On Jun 15, 2010, at 1:34 PM, Federico Calboli wrote:
Hi everyone,
I'm running a cox ph model on a dataset with a number of variables.
Each variable has a different number of missing data, so that
coxph() drops the individuals who are missing data at one or more
variables. Because of this dropping (totally fine btw) I want to
know how many events I am left with in the model.
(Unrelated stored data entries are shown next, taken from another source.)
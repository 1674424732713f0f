//! Provider client trait and model-management types.
//!
//! [`ProviderClient`] is the single seam between the core and the remote
//! NLU/model-management service.  The transport behind it (HTTP, browser
//! automation, a test double) is deliberately out of scope; the core only
//! depends on this trait.

use async_trait::async_trait;
use chrono::{DateTime, Utc};
use serde::{Deserialize, Serialize};

use crate::error::Result;
use crate::schema::UnderstandResponse;

// ---------------------------------------------------------------------------
// Supporting types
// ---------------------------------------------------------------------------

/// Application credentials for the understand endpoints.
#[derive(Debug, Clone, Serialize, Deserialize)]
pub struct AppCredentials {
    /// Provider-issued application identifier.
    pub app_id: String,
    /// Provider-issued application key.
    pub app_key: String,
}

/// One entry in the remote model listing.
#[derive(Debug, Clone, Serialize, Deserialize)]
pub struct ModelSummary {
    /// Composite remote model name, `{intent}__{language}`.
    pub name: String,
}

/// Status of a remote model build.
#[derive(Debug, Clone, PartialEq, Eq, Serialize, Deserialize)]
#[serde(from = "String", into = "String")]
pub enum BuildStatus {
    /// Queued, not yet started.
    Pending,
    /// Build in progress.
    Started,
    /// Build finished successfully and can be attached.
    Completed,
    /// Build finished with an error.
    Failed,
    /// A status string this client does not know about.
    Unknown(String),
}

impl From<String> for BuildStatus {
    fn from(raw: String) -> Self {
        match raw.as_str() {
            "PENDING" => Self::Pending,
            "STARTED" => Self::Started,
            "COMPLETED" => Self::Completed,
            "FAILED" => Self::Failed,
            _ => Self::Unknown(raw),
        }
    }
}

impl From<BuildStatus> for String {
    fn from(status: BuildStatus) -> Self {
        match status {
            BuildStatus::Pending => "PENDING".to_owned(),
            BuildStatus::Started => "STARTED".to_owned(),
            BuildStatus::Completed => "COMPLETED".to_owned(),
            BuildStatus::Failed => "FAILED".to_owned(),
            BuildStatus::Unknown(raw) => raw,
        }
    }
}

impl BuildStatus {
    /// Whether the build is still in flight and worth polling again.
    pub fn is_in_flight(&self) -> bool {
        matches!(self, Self::Pending | Self::Started)
    }
}

/// One build of a remote model.
#[derive(Debug, Clone, Serialize, Deserialize)]
pub struct BuildRecord {
    /// When the build was created; the newest build is authoritative.
    pub created_at: DateTime<Utc>,
    /// Current build status.
    pub status: BuildStatus,
}

/// Result of attaching a build to a context tag.
///
/// The legacy client signalled "already attached" by throwing; here it is a
/// first-class, non-error outcome.
#[derive(Debug, Clone, Copy, PartialEq, Eq)]
pub enum AttachOutcome {
    /// The build was attached.
    Attached,
    /// The build was already attached to this context tag.
    AlreadyAttached,
}

// ---------------------------------------------------------------------------
// Core trait
// ---------------------------------------------------------------------------

/// Remote NLU and model-management service.
///
/// Implementations own their session state; the pipeline only signals a
/// forced refresh through [`CredentialStore`](crate::CredentialStore) when
/// a call reports [`ProviderError::SessionExpired`](crate::ProviderError::SessionExpired).
#[async_trait]
pub trait ProviderClient: Send + Sync {
    /// Run NLU over a text utterance.
    async fn understand_text(
        &self,
        app: &AppCredentials,
        context_tag: &str,
        language: &str,
        text: &str,
    ) -> Result<UnderstandResponse>;

    /// Run NLU over a live audio capture (the provider records from the
    /// microphone until end-of-speech).
    async fn understand_audio(
        &self,
        app: &AppCredentials,
        context_tag: &str,
        language: &str,
    ) -> Result<UnderstandResponse>;

    /// List all remote models owned by the current session.
    async fn list_models(&self) -> Result<Vec<ModelSummary>>;

    /// Create an empty remote model for the given language.
    async fn create_model(&self, name: &str, language: &str) -> Result<()>;

    /// Upload a definition (grammar) into an existing remote model.
    async fn upload_model(&self, name: &str, content: &str) -> Result<()>;

    /// Trigger training of a remote model.
    async fn train_model(&self, name: &str) -> Result<()>;

    /// Create a new build of a trained model, with a free-text note.
    async fn create_build(&self, name: &str, note: &str) -> Result<()>;

    /// List the builds of a remote model, in provider order.
    async fn list_builds(&self, name: &str) -> Result<Vec<BuildRecord>>;

    /// Attach the newest build of a model to a context tag.
    async fn attach_build(&self, name: &str, context_tag: &str) -> Result<AttachOutcome>;
}

// ---------------------------------------------------------------------------
// Tests
// ---------------------------------------------------------------------------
Is there a way of
extracting them from the coxph() fit? or in any other reasonably
efficient way?
Ideas:
a) This is perhaps "cheating", but I use Harrell's rms function cph()
which reports that number (as well as the number of missing from each
variable) by default as part of the print()-ed version of the cph-
object.
b) I would have thought that summing events after applying
complete.cases() to a subset containing just the variables of interest
would have done the job, if you wanted to remain "true" to "survival".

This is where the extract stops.